The collection, which focuses on artists who worked in Connecticut from the late Eighteenth through the early Twentieth Centuries, will be displayed in a new waterfront art gallery being built on the museum grounds. The museum intends to raise additional funds to house and care for this collection as part of its current capital campaign.
The collection of 188 paintings and other rdf_Descriptions includes works by prominent American Impressionists such as Childe Hassam, Willard Metcalf, John Henry Twachtman, and J. Alden Weir, as well as Connecticut natives Frederic Edwin Church and Charles Ethan Porter, among other artists. Works from the collection are currently on loan to the Florence Griswold Museum and other institutions. The remainder of the collection will be moved to the museum in the spring of 2002.
”We are deeply honored at having been trusted with the ownership and care of this extraordinary collection,” said Jeffrey Andersen, director of the Florence Griswold Museum. ”What Hartford Steam Boiler has done is nothing less than give back to the people of Connecticut their artistic heritage. Now it is our job to share that heritage with the wider world. I can’t think of a more enlightened or visionary act of corporate philanthropy.”

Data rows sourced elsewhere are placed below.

#![allow(dead_code)]

use std::fs;
use std::path::{Path, PathBuf};

use assert_cmd::Command;
use tempfile::{TempDir, tempdir};

/// Absolute path to a fixture under `tests/data`.
pub fn fixture_path(name: &str) -> PathBuf {
    PathBuf::from(env!("CARGO_MANIFEST_DIR"))
        .join("tests")
        .join("data")
        .join(name)
}

/// Contents of a fixture under `tests/data`.
pub fn fixture_text(name: &str) -> String {
    fs::read_to_string(fixture_path(name)).expect("read fixture")
}

/// The `shape-probe` binary with logging silenced.
pub fn shape_probe() -> Command {
    let mut cmd = Command::cargo_bin("shape-probe").expect("binary exists");
    cmd.env("RUST_LOG", "off");
    cmd
}

/// Scratch directory that removes its files on drop.
pub struct TestWorkspace {
    temp_dir: TempDir,
}

impl TestWorkspace {
    pub fn new() -> Self {
        Self {
            temp_dir: tempdir().expect("temp dir"),
        }
    }

    pub fn path(&self) -> &Path {
        self.temp_dir.path()
    }

    /// Writes `contents` to `name` under the workspace and returns the path.
    pub fn write(&self, name: &str, contents: &str) -> PathBuf {
        let path = self.temp_dir.path().join(name);
        fs::write(&path, contents).expect("write temp file");
        path
    }

    pub fn write_bytes(&self, name: &str, contents: &[u8]) -> PathBuf {
        let path = self.temp_dir.path().join(name);
        fs::write(&path, contents).expect("write temp file");
        path
    }

    pub fn read(&self, name: &str) -> String {
        fs::read_to_string(self.temp_dir.path().join(name)).expect("read temp file")
    }
}
use std::io::Read;

use anyhow::{Context, Result};
use itertools::Itertools;
use log::{debug, info};

use crate::{
    cli::{KeysArgs, TablesArgs, TokensArgs},
    io_utils, keys, render, tables,
    tokens::{self, JsonTokens},
};

fn open_json(input: &std::path::Path, encoding: Option<&str>) -> Result<Box<dyn Read>> {
    let encoding = io_utils::resolve_encoding(encoding)?;
    debug!("Reading JSON from {input:?} as {}", encoding.name());
    io_utils::open_input(input, encoding)
}

pub fn execute_keys(args: &KeysArgs) -> Result<()> {
    let reader = open_json(&args.input, args.input_encoding.as_deref())?;
    let keys = keys::get_keys(reader)
        .with_context(|| format!("Extracting key-paths from {:?}", args.input))?;
    let rendered = render::render_as(&keys, args.format, |keys| render::key_lines(keys))?;
    io_utils::write_output(args.output.as_deref(), &rendered)?;
    info!(
        "Found {} leaf key-path(s) in {:?}",
        keys.len(),
        args.input
    );
    Ok(())
}

pub fn execute_tables(args: &TablesArgs) -> Result<()> {
    let root = args.root.trim();
    anyhow::ensure!(!root.is_empty(), "Root table name cannot be empty");
    let reader = open_json(&args.input, args.input_encoding.as_deref())?;
    let keys = keys::get_keys(reader)
        .with_context(|| format!("Extracting key-paths from {:?}", args.input))?;
    let defs = tables::compute_table_defs(root, &keys);
    debug!(
        "Tables discovered: {}",
        defs.iter().map(|def| def.table_name.as_str()).join(", ")
    );
    let rendered =
        render::render_as(&defs, args.format, |defs| render::create_table_statements(defs))?;
    io_utils::write_output(args.output.as_deref(), &rendered)?;
    info!(
        "Derived {} table(s) from {} key-path(s) in {:?}",
        defs.len(),
        keys.len(),
        args.input
    );
    Ok(())
}

pub fn execute_tokens(args: &TokensArgs) -> Result<()> {
    let reader = open_json(&args.input, args.input_encoding.as_deref())?;
    let mut source = JsonTokens::new(reader);
    let tokens = tokens::collect_tokens(&mut source)
        .with_context(|| format!("Tokenizing {:?}", args.input))?;
    let rendered = tokens
        .iter()
        .map(|token| format!("{token}\n"))
        .collect::<String>();
    io_utils::write_output(args.output.as_deref(), &rendered)?;
    info!(
        "Emitted {} token(s) from {} document(s) in {:?}",
        tokens.len(),
        source.documents_read(),
        args.input
    );
    Ok(())
}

Located in a late Georgian-style mansion built in 1817, the Florence Griswold Museum houses a permanent collection of more than 900 paintings, drawings, and watercolors by nearly 130 American artists. Many of these artists were nationally known members of the turn-of-the-century Impressionist art colony at Old Lyme.
To house the Hartford Steam Boiler Fine Arts Collection, the Florence Griswold Museum will add a third exhibition gallery and larger collection and storage areas in a new 9,200-square-foot facility overlooking the Lieutenant River. Once the collection is moved from the company’s headquarters to the museum, works from the collection will be displayed and made available for educational programs, research, and loaned to other institutions.
Hartford Steam Boiler began assembling the collection more than 20 years ago under the leadership of former Chairman and Chief Executive Officer Wilson Wilde, who saw the value of supporting the arts as part of Hartford Steam Boiler’s community affairs program. The collection has been viewed by many over the years in small, guided groups. Given Connecticut’s unsurpassed support for the arts, Hartford Steam Boiler decided it was important to give the public wider access to the collection.
”It was our goal to preserve and share this precious artistic heritage,” said Wilde. ”The Florence Griswold Museum has been of great assistance as we assembled the collection. Many of these works were actually painted at the art colony that flourished on the site of today’s museum. The merging of these two collections will heighten the museum’s reputation as a center for American art.”
The Hartford Steam Boiler Inspection and Insurance Company is a global provider of specialty insurance products, inspection services, and engineering consulting. Hartford Steam Boiler was founded in 1866 to provide loss prevention service and insurance to businesses, industries, and institutions.